-- Opening Marker --

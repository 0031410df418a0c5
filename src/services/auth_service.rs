use reqwest::StatusCode;
use serde::{Deserialize, Serialize};
use thiserror::Error;
use uuid::Uuid;

use crate::dtos::auth_dtos::SessionOut;
use crate::error::ApiError;
use crate::repositories::StoreError;

#[derive(Debug, Error)]
pub enum AuthError {
    #[error("http error: {0}")]
    Http(#[from] reqwest::Error),
    #[error("invalid email or password")]
    InvalidCredentials,
    #[error("auth provider error: {0}")]
    Provider(String),
    #[error("parse uuid error")]
    UuidError(#[from] uuid::Error),
}

impl From<AuthError> for ApiError {
    fn from(err: AuthError) -> Self {
        match err {
            AuthError::InvalidCredentials => {
                ApiError::Unauthorized("invalid email or password".to_string())
            }
            other => ApiError::Store(StoreError::Unavailable(other.to_string())),
        }
    }
}

/// Credential operations against the auth provider (GoTrue). Profile rows
/// live elsewhere; this service only ever touches the credential side.
#[derive(Clone)]
pub struct AuthService {
    client: reqwest::Client,
    base_url: String,
    anon_key: String,
    service_role_key: String,
}

impl AuthService {
    pub fn new(
        client: reqwest::Client,
        base_url: impl Into<String>,
        anon_key: impl Into<String>,
        service_role_key: impl Into<String>,
    ) -> Self {
        let base_url = base_url.into().trim_end_matches('/').to_string();
        AuthService {
            client,
            base_url,
            anon_key: anon_key.into(),
            service_role_key: service_role_key.into(),
        }
    }

    fn auth_url(&self, path: &str) -> String {
        format!("{}/auth/v1/{}", self.base_url, path)
    }

    pub async fn signup(&self, email: &str, password: &str) -> Result<Uuid, AuthError> {
        #[derive(Serialize)]
        struct Body<'a> {
            email: &'a str,
            password: &'a str,
        }

        let resp = self
            .client
            .post(&self.auth_url("signup"))
            .header("apikey", &self.anon_key)
            .header("Content-Type", "application/json")
            .json(&Body {
                email: email.trim(),
                password,
            })
            .send()
            .await?;

        let status = resp.status();
        let text = resp.text().await.unwrap_or_default();

        if !status.is_success() {
            if let Ok(error_json) = serde_json::from_str::<serde_json::Value>(&text) {
                if let Some(msg) = error_json.get("msg").or_else(|| error_json.get("message")) {
                    return Err(AuthError::Provider(
                        msg.as_str().unwrap_or("signup failed").to_string(),
                    ));
                }
            }
            return Err(AuthError::Provider(format!(
                "signup failed: {} {}",
                status, text
            )));
        }

        let json_val: serde_json::Value = serde_json::from_str(&text)
            .map_err(|e| AuthError::Provider(format!("invalid json: {}", e)))?;

        let user_id_str = json_val
            .get("user")
            .and_then(|u| u.get("id"))
            .or_else(|| json_val.get("id"))
            .and_then(|v| v.as_str())
            .ok_or_else(|| AuthError::Provider("signup returned no user id".to_string()))?;

        Ok(Uuid::parse_str(user_id_str)?)
    }

    /// Password grant. Returns the session and the user id taken straight
    /// from the token response.
    pub async fn login(&self, email: &str, password: &str) -> Result<(SessionOut, Uuid), AuthError> {
        #[derive(Serialize)]
        struct Body<'a> {
            email: &'a str,
            password: &'a str,
        }

        #[derive(Deserialize)]
        struct TokenResp {
            access_token: String,
            refresh_token: Option<String>,
            expires_in: Option<i64>,
            token_type: Option<String>,
            user: Option<UserInfo>,
        }

        #[derive(Deserialize)]
        struct UserInfo {
            id: String,
        }

        let resp = self
            .client
            .post(&self.auth_url("token?grant_type=password"))
            .header("apikey", &self.anon_key)
            .header("Content-Type", "application/json")
            .json(&Body {
                email: email.trim(),
                password,
            })
            .send()
            .await?;

        let status = resp.status();
        let text = resp.text().await.unwrap_or_default();

        if status == StatusCode::BAD_REQUEST || status == StatusCode::UNAUTHORIZED {
            return Err(AuthError::InvalidCredentials);
        }
        if status != StatusCode::OK {
            return Err(AuthError::Provider(format!(
                "login failed: {} {}",
                status, text
            )));
        }

        let tr: TokenResp = serde_json::from_str(&text)
            .map_err(|e| AuthError::Provider(format!("invalid json in login response: {}", e)))?;

        let user_id = match tr.user {
            Some(user) => Uuid::parse_str(&user.id)?,
            None => return Err(AuthError::Provider("no user info in login response".to_string())),
        };

        let session = SessionOut {
            access_token: tr.access_token,
            refresh_token: tr.refresh_token,
            expires_in: tr.expires_in,
            token_type: tr.token_type,
        };
        Ok((session, user_id))
    }

    /// Admin-side password update. Callers re-verify the current password
    /// with `login` before getting here.
    pub async fn set_password(&self, user_id: Uuid, new_password: &str) -> Result<(), AuthError> {
        let payload = serde_json::json!({ "password": new_password });
        let resp = self
            .client
            .put(&self.auth_url(&format!("admin/users/{}", user_id)))
            .header("apikey", &self.service_role_key)
            .header(
                "Authorization",
                format!("Bearer {}", &self.service_role_key),
            )
            .header("Content-Type", "application/json")
            .json(&payload)
            .send()
            .await?;

        let status = resp.status();
        if !status.is_success() {
            let text = resp.text().await.unwrap_or_default();
            return Err(AuthError::Provider(format!(
                "password update failed: {} {}",
                status, text
            )));
        }
        Ok(())
    }

    /// Admin-side credential removal, the last step of account deletion.
    pub async fn delete_user(&self, user_id: Uuid) -> Result<(), AuthError> {
        let resp = self
            .client
            .delete(&self.auth_url(&format!("admin/users/{}", user_id)))
            .header("apikey", &self.service_role_key)
            .header(
                "Authorization",
                format!("Bearer {}", &self.service_role_key),
            )
            .send()
            .await?;

        let status = resp.status();
        if !status.is_success() && status != StatusCode::NOT_FOUND {
            let text = resp.text().await.unwrap_or_default();
            return Err(AuthError::Provider(format!(
                "user delete failed: {} {}",
                status, text
            )));
        }
        Ok(())
    }
}
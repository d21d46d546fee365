//! A rolling arena allocator for the per-frame decode pipeline.
//!
//! Frame-scoped allocations have strongly correlated lifetimes: they are
//! freed roughly in the order they were made. The arena exploits this with a
//! FIFO slot ring over one growing backing buffer, giving O(1) allocate and
//! free in the common case. When the active buffer fills, a double-size
//! buffer is appended; drained older buffers are released as soon as their
//! last allocation goes away.
//!
//! Allocations are addressed by opaque [`ArenaAllocation`] handles; data is
//! reached through [`RollingArena::with_slice`]. A single mutex serialises
//! all operations, so handles can be used freely across threads.
#![cfg_attr(all(coverage_nightly, test), feature(coverage_attribute))]
#![deny(unsafe_code)]

use std::sync::Mutex;

use tracing::error;

/// Minimum alignment of allocations in bytes.
const MIN_ALIGNMENT: usize = 64;

/// Upper bound on simultaneously retained backing buffers.
const MAX_BUFFERS: usize = 16;

/// Opaque handle to a live arena allocation. Reallocation may move the data;
/// the handle stays valid until [`RollingArena::free`].
#[derive(Debug)]
pub struct ArenaAllocation {
    /// Monotonic allocation index; never reused.
    index: u32,
    /// Backing buffer and aligned byte offset of the data.
    buffer_index: u32,
    offset: u32,
    size: usize,
    alignment: usize,
}

impl ArenaAllocation {
    pub fn size(&self) -> usize {
        self.size
    }

    /// Identity of the data placement, for replay comparisons.
    pub fn location(&self) -> (u32, u32) {
        (self.buffer_index, self.offset)
    }
}

#[derive(Debug, Clone, Copy)]
struct Slot {
    /// Byte range this allocation occupies within its buffer, including
    /// alignment padding. `begin == end` marks an empty slot; `begin > end`
    /// marks an allocation that wrapped to the start of the buffer.
    begin_offset: u32,
    end_offset: u32,
    buffer_index: u32,
}

struct BackingBuffer {
    /// None once released back to the parent allocator.
    memory: Option<Vec<u8>>,
    allocation_count: u32,
}

struct ArenaState {
    buffers: Vec<BackingBuffer>,

    buffer_size: u32,
    buffer_mask: u32,
    buffer_front: u32,
    buffer_back: u32,

    slots: Vec<Slot>,
    slots_mask: u32,
    slot_front: u32,
    slot_back: u32,

    allocation_index_next: u32,
    allocation_index_oldest: u32,
}

/// The rolling arena. See the crate docs for the allocation discipline it is
/// tuned for.
pub struct RollingArena {
    state: Mutex<ArenaState>,
}

impl RollingArena {
    /// Creates an arena with `initial_slot_count` slots and an
    /// `initial_buffer_size`-byte backing buffer. Both must be powers of two.
    pub fn new(initial_slot_count: u32, initial_buffer_size: u32) -> Self {
        assert!(initial_slot_count.is_power_of_two());
        assert!(initial_buffer_size.is_power_of_two());

        let mut state = ArenaState {
            buffers: Vec::new(),
            buffer_size: 0,
            buffer_mask: 0,
            buffer_front: 0,
            buffer_back: 0,
            slots: vec![
                Slot {
                    begin_offset: 0,
                    end_offset: 0,
                    buffer_index: 0,
                };
                initial_slot_count as usize
            ],
            slots_mask: initial_slot_count - 1,
            slot_front: 0,
            slot_back: 0,
            allocation_index_next: 0,
            allocation_index_oldest: 0,
        };
        state.add_buffer(initial_buffer_size);

        Self {
            state: Mutex::new(state),
        }
    }

    /// Allocates `size` bytes aligned to `alignment` (relative to the backing
    /// buffer start, minimum 64). Returns `None` when the backing-buffer
    /// table is exhausted.
    pub fn allocate(&self, size: usize, alignment: usize) -> Option<ArenaAllocation> {
        let mut state = self.state.lock().expect("arena mutex poisoned");
        state.allocate(size, alignment)
    }

    /// Frees an allocation, retiring its slot and possibly releasing a
    /// drained backing buffer.
    pub fn free(&self, allocation: ArenaAllocation) {
        let mut state = self.state.lock().expect("arena mutex poisoned");
        state.free(&allocation);
    }

    /// Grows or shrinks an allocation. Grows in place when the slot region
    /// allows, otherwise moves the data to a fresh allocation (the handle is
    /// updated; re-read its location). Returns false when a required new
    /// allocation failed.
    pub fn reallocate(&self, allocation: &mut ArenaAllocation, size: usize) -> bool {
        let mut state = self.state.lock().expect("arena mutex poisoned");
        state.reallocate(allocation, size)
    }

    /// Runs `f` over the allocation's bytes. The arena lock is held for the
    /// duration; do not call back into the arena from `f`.
    pub fn with_slice<R>(&self, allocation: &ArenaAllocation, f: impl FnOnce(&mut [u8]) -> R) -> R {
        let mut state = self.state.lock().expect("arena mutex poisoned");
        let buffer = state.buffers[allocation.buffer_index as usize]
            .memory
            .as_mut()
            .expect("allocation in released buffer");
        let start = allocation.offset as usize;
        f(&mut buffer[start..start + allocation.size])
    }

    /// Discards all allocations and retained buffers except the active one,
    /// rewinding the arena to its initial state. Outstanding handles become
    /// invalid.
    pub fn reset(&self) {
        let mut state = self.state.lock().expect("arena mutex poisoned");
        state.reset();
    }

    /// Number of live allocations.
    pub fn live_allocations(&self) -> usize {
        let state = self.state.lock().expect("arena mutex poisoned");
        state
            .buffers
            .iter()
            .map(|buffer| buffer.allocation_count as usize)
            .sum()
    }

    /// Number of retained backing buffers.
    pub fn buffer_count(&self) -> usize {
        let state = self.state.lock().expect("arena mutex poisoned");
        state
            .buffers
            .iter()
            .filter(|buffer| buffer.memory.is_some())
            .count()
    }

    /// True when no allocation is live and both rings have drained.
    pub fn is_empty(&self) -> bool {
        let state = self.state.lock().expect("arena mutex poisoned");
        state.slot_front == state.slot_back && state.buffer_front == state.buffer_back
    }
}

impl ArenaState {
    fn active_buffer_index(&self) -> u32 {
        self.buffers.len() as u32 - 1
    }

    fn add_buffer(&mut self, buffer_size: u32) -> bool {
        debug_assert!(buffer_size.is_power_of_two());

        if self.buffers.len() >= MAX_BUFFERS {
            error!(buffers = self.buffers.len(), "rolling arena buffer table exhausted");
            return false;
        }

        self.buffers.push(BackingBuffer {
            memory: Some(vec![0u8; buffer_size as usize]),
            allocation_count: 0,
        });

        self.buffer_size = buffer_size;
        self.buffer_mask = buffer_size - 1;
        self.buffer_front = 0;
        self.buffer_back = 0;

        true
    }

    fn double_slots(&mut self) {
        let old_count = self.slots.len() as u32;
        let new_count = old_count * 2;
        debug_assert!(new_count.is_power_of_two());

        self.slots.resize(
            new_count as usize,
            Slot {
                begin_offset: 0,
                end_offset: 0,
                buffer_index: 0,
            },
        );

        if self.slot_front < self.slot_back {
            // Move the wrapped front portion up into the new space.
            for i in 0..self.slot_front {
                self.slots[(old_count + i) as usize] = self.slots[i as usize];
            }
            self.slot_front += old_count;
        }

        self.slots_mask = new_count - 1;
    }

    fn allocate(&mut self, size: usize, alignment: usize) -> Option<ArenaAllocation> {
        debug_assert!(size > 0);

        let align = alignment.max(MIN_ALIGNMENT);
        // Extra size so an aligned range always exists inside the region.
        let aligned_size = (size + align - 1) as u32;

        let mut old_buffer_front = 0;
        let mut offset = u32::MAX;

        while offset == u32::MAX {
            old_buffer_front = self.buffer_front;

            let occupied =
                (self.buffer_front + self.buffer_size - self.buffer_back) & self.buffer_mask;
            let free_size = self.buffer_size - occupied - 1;

            if free_size >= aligned_size && self.buffer_size - self.buffer_front >= aligned_size {
                // Fits in the remaining part of the buffer.
                offset = self.buffer_front;
                self.buffer_front = (self.buffer_front + aligned_size) & self.buffer_mask;
            } else if free_size >= aligned_size && self.buffer_back >= aligned_size {
                // Fits at the start of the buffer.
                offset = 0;
                self.buffer_front = aligned_size;
            } else {
                // Add a buffer big enough for the request and try again.
                let mut next_size = self.buffer_size * 2;
                while next_size < free_size + aligned_size {
                    next_size *= 2;
                }
                if !self.add_buffer(next_size) {
                    return None;
                }
            }
        }

        if (self.slot_front + 1) & self.slots_mask == self.slot_back {
            self.double_slots();
        }

        let allocation_index = self.allocation_index_next;
        let slot = self.slot_front as usize;
        self.allocation_index_next += 1;
        self.slot_front = (self.slot_front + 1) & self.slots_mask;

        // The slot records the reserved range; the handed-out offset differs
        // by alignment padding and wrapping.
        let buffer_index = self.active_buffer_index();
        self.slots[slot] = Slot {
            begin_offset: old_buffer_front,
            end_offset: self.buffer_front,
            buffer_index,
        };
        self.buffers[buffer_index as usize].allocation_count += 1;

        let data_offset = (offset as usize + align - 1) & !(align - 1);

        Some(ArenaAllocation {
            index: allocation_index,
            buffer_index,
            offset: data_offset as u32,
            size,
            alignment: align,
        })
    }

    /// Maps an allocation index back into the slot ring.
    fn slot_of(&self, allocation: &ArenaAllocation) -> usize {
        debug_assert!(allocation.index >= self.allocation_index_oldest);
        debug_assert!(allocation.index < self.allocation_index_next);
        ((allocation.index - self.allocation_index_oldest + self.slot_back) & self.slots_mask)
            as usize
    }

    fn free(&mut self, allocation: &ArenaAllocation) {
        let slot = self.slot_of(allocation);
        let begin_offset = self.slots[slot].begin_offset;
        let buffer = self.slots[slot].buffer_index;

        // Mark the slot empty.
        self.slots[slot].begin_offset = self.slots[slot].end_offset;

        if buffer == self.active_buffer_index() && begin_offset == self.buffer_back {
            // Oldest slot in the active buffer: bump the back over any run of
            // contiguous empty slots.
            let mut s = slot as u32;
            while s != self.slot_front
                && self.slots[s as usize].begin_offset == self.slots[s as usize].end_offset
            {
                self.buffer_back = self.slots[s as usize].end_offset;
                s = (s + 1) & self.slots_mask;
            }
        }

        if slot as u32 == self.slot_back {
            // Oldest slot overall: bump the back pointer over empty slots.
            while self.slot_back != self.slot_front
                && self.slots[self.slot_back as usize].begin_offset
                    == self.slots[self.slot_back as usize].end_offset
            {
                self.slot_back = (self.slot_back + 1) & self.slots_mask;
                self.allocation_index_oldest += 1;
            }
        }

        let active = self.active_buffer_index();
        let entry = &mut self.buffers[buffer as usize];
        debug_assert!(entry.allocation_count > 0);
        entry.allocation_count -= 1;

        if entry.allocation_count == 0 && buffer != active {
            // A drained non-active buffer can be released.
            entry.memory = None;
        }
    }

    fn reallocate(&mut self, allocation: &mut ArenaAllocation, size: usize) -> bool {
        let slot = self.slot_of(allocation);
        let Slot {
            begin_offset,
            end_offset,
            buffer_index,
        } = self.slots[slot];

        // Space available without moving: to the slot end, or to the end of
        // the buffer when the slot wraps.
        let buffer_len = self.buffers[buffer_index as usize]
            .memory
            .as_ref()
            .expect("reallocate in released buffer")
            .len();
        let current_size = if end_offset > begin_offset {
            end_offset as usize - allocation.offset as usize
        } else {
            buffer_len - allocation.offset as usize
        };

        if size <= current_size {
            allocation.size = size;
            return true;
        }

        let Some(mut new_allocation) = self.allocate(size, allocation.alignment) else {
            return false;
        };

        // Copy over the preserved prefix.
        let preserved = size.min(allocation.size);
        for i in 0..preserved {
            let byte = self.buffers[allocation.buffer_index as usize]
                .memory
                .as_ref()
                .expect("source buffer released")[allocation.offset as usize + i];
            self.buffers[new_allocation.buffer_index as usize]
                .memory
                .as_mut()
                .expect("new buffer released")[new_allocation.offset as usize + i] = byte;
        }

        self.free(allocation);
        *allocation = new_allocation;
        true
    }

    fn reset(&mut self) {
        let active = self.buffers.pop().expect("arena has an active buffer");
        self.buffers.clear();
        self.buffers.push(BackingBuffer {
            memory: active.memory,
            allocation_count: 0,
        });

        self.buffer_front = 0;
        self.buffer_back = 0;
        self.slot_front = 0;
        self.slot_back = 0;
        self.allocation_index_next = 0;
        self.allocation_index_oldest = 0;
    }
}
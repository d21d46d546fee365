//! Locates LCEVC enhancement data inside access units of a base elementary
//! stream, and optionally splices it out so the base decoder never sees it.
//!
//! Enhancement data travels either as an SEI message (ITU-T T.35 registered
//! user data) or as a dedicated LCEVC NAL unit type, inside an Annex B or
//! length-prefixed stream. The [`bin`] module reads and writes the `lcevcbin`
//! container used to carry enhancement data out-of-band.
#![cfg_attr(all(coverage_nightly, test), feature(coverage_attribute))]
#![deny(unsafe_code)]

pub mod bin;

mod error;
mod extract;
mod nal;

pub use self::error::ExtractError;
pub use self::extract::{
    Extracted, Stripped, extract_enhancement, extract_enhancement_if_keyframe,
    extract_and_remove_enhancement, extract_and_remove_enhancement_if_keyframe,
};
pub use self::nal::{CodecType, NalFormat};
//! Entropy decoding for LCEVC enhancement chunks.
//!
//! A coefficient chunk is either raw RLE bytes or three interleaved
//! canonical-Huffman streams: the low byte (LSB), the high byte (MSB, only
//! when the LSB flags it) and the run length of implicit zeros. The temporal
//! chunk uses two context-switched Huffman streams, and length chunks a
//! two-stream LSB/MSB split. See [`EntropyDecoder`] for the decode surface.
#![cfg_attr(all(coverage_nightly, test), feature(coverage_attribute))]
#![deny(unsafe_code)]

mod bitstream;
mod decoder;
mod huffman;


pub use self::bitstream::BitStream;
pub use self::decoder::{EntropyDecoder, EntropyDecoderType};
pub use self::huffman::{
    BITSTREAM_VERSION_ALIGN_WITH_SPEC, BITSTREAM_VERSION_CURRENT,
    BITSTREAM_VERSION_NEW_CODE_LENGTHS,
};

/// One enhancement chunk as carried by the surface descriptor: its bytes and
/// the two syntax flags that select the decode path.
#[derive(Debug, Clone, Copy)]
pub struct Chunk<'a> {
    pub data: &'a [u8],
    /// When unset the chunk decodes as "no data".
    pub entropy_enabled: bool,
    /// Raw RLE bytes with no Huffman layer on top.
    pub rle_only: bool,
}

/// Whether a transform unit keeps the previous frame's reconstruction
/// (inter) or is rebuilt from scratch (intra).
#[derive(Debug, Clone, Copy, PartialEq, Eq)]
pub enum TemporalSignal {
    Inter = 0,
    Intra = 1,
}

#[derive(Debug, thiserror::Error)]
pub enum EntropyError {
    #[error("chunk ended inside a Huffman table header")]
    UnexpectedEnd,
    #[error("invalid Huffman table: {0}")]
    InvalidTable(&'static str),
    #[error("bits match no assigned Huffman code")]
    InvalidCode,
    #[error("decode call does not match the decoder type")]
    WrongDecoderType,
}
//! Reorders LCEVC enhancement buffers into presentation order.
//!
//! Enhancement data arrives in decode order, keyed only by presentation
//! timestamp; there is no decode-timestamp side channel. The container keeps
//! buffers sorted by timestamp and uses a [`TimestampPredictor`] that learns
//! the inter-frame timestamp delta on the fly to decide when the head of the
//! queue really is the next frame to present.
#![cfg_attr(all(coverage_nightly, test), feature(coverage_attribute))]
#![deny(unsafe_code)]

mod container;
mod predictor;

pub use self::container::{LcevcContainer, StampedBuffer};
pub use self::predictor::TimestampPredictor;

/// Presentation timestamp. Opaque to this crate beyond equality and unsigned
/// ordering.
pub type Timestamp = u64;

/// Sentinel for "no timestamp known".
pub const INVALID_TIMESTAMP: Timestamp = u64::MAX;
//! The residual machinery of the enhancement layer: deriving inverse
//! quantization parameters, walking transform units in the orders the
//! appliers expect, and packing residuals into command buffers for the CPU
//! and GPU apply paths.
#![cfg_attr(all(coverage_nightly, test), feature(coverage_attribute))]
#![deny(unsafe_code)]

pub mod cmdbuffer_cpu;
pub mod cmdbuffer_gpu;
pub mod dequant;
pub mod transform_unit;

/// Level of quality. LOQ0 is the enhancement sub-layer at output resolution,
/// LOQ1 the lower one.
#[derive(Debug, Clone, Copy, PartialEq, Eq)]
pub enum LoqIndex {
    Loq0 = 0,
    Loq1 = 1,
}

/// Enhanced levels of quality.
pub const LOQ_ENHANCED_COUNT: usize = 2;

/// Maximum number of picture planes handled by the enhancement layer.
pub const MAX_PLANES: usize = 3;

/// The inverse transform in use: 2x2 directional decomposition (4 layers) or
/// 4x4 (16 layers).
#[derive(Debug, Clone, Copy, PartialEq, Eq)]
pub enum TransformType {
    DD,
    DDS,
}

impl TransformType {
    pub fn layer_count(self) -> usize {
        match self {
            TransformType::DD => 4,
            TransformType::DDS => 16,
        }
    }

    /// Transform unit width as a shift: 2x2 for DD, 4x4 for DDS.
    pub fn tu_width_shift(self) -> u8 {
        match self {
            TransformType::DD => 1,
            TransformType::DDS => 2,
        }
    }
}

/// How LOQ1 was scaled down from LOQ0.
#[derive(Debug, Clone, Copy, PartialEq, Eq)]
pub enum ScalingMode {
    Scale0D,
    Scale1D,
    Scale2D,
}

/// Side of the temporal buffer a transform unit draws from; inter keeps the
/// previous reconstruction, intra starts clean.
pub use lcevc_entropy::TemporalSignal;

/// Temporal types indexed in dequant tables.
pub const TEMPORAL_COUNT: usize = 2;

-- Closing Marker --

In the listing above, show every line with the word "container".

//! container used to carry enhancement data out-of-band.
//! timestamp; there is no decode-timestamp side channel. The container keeps
mod container;
pub use self::container::{LcevcContainer, StampedBuffer};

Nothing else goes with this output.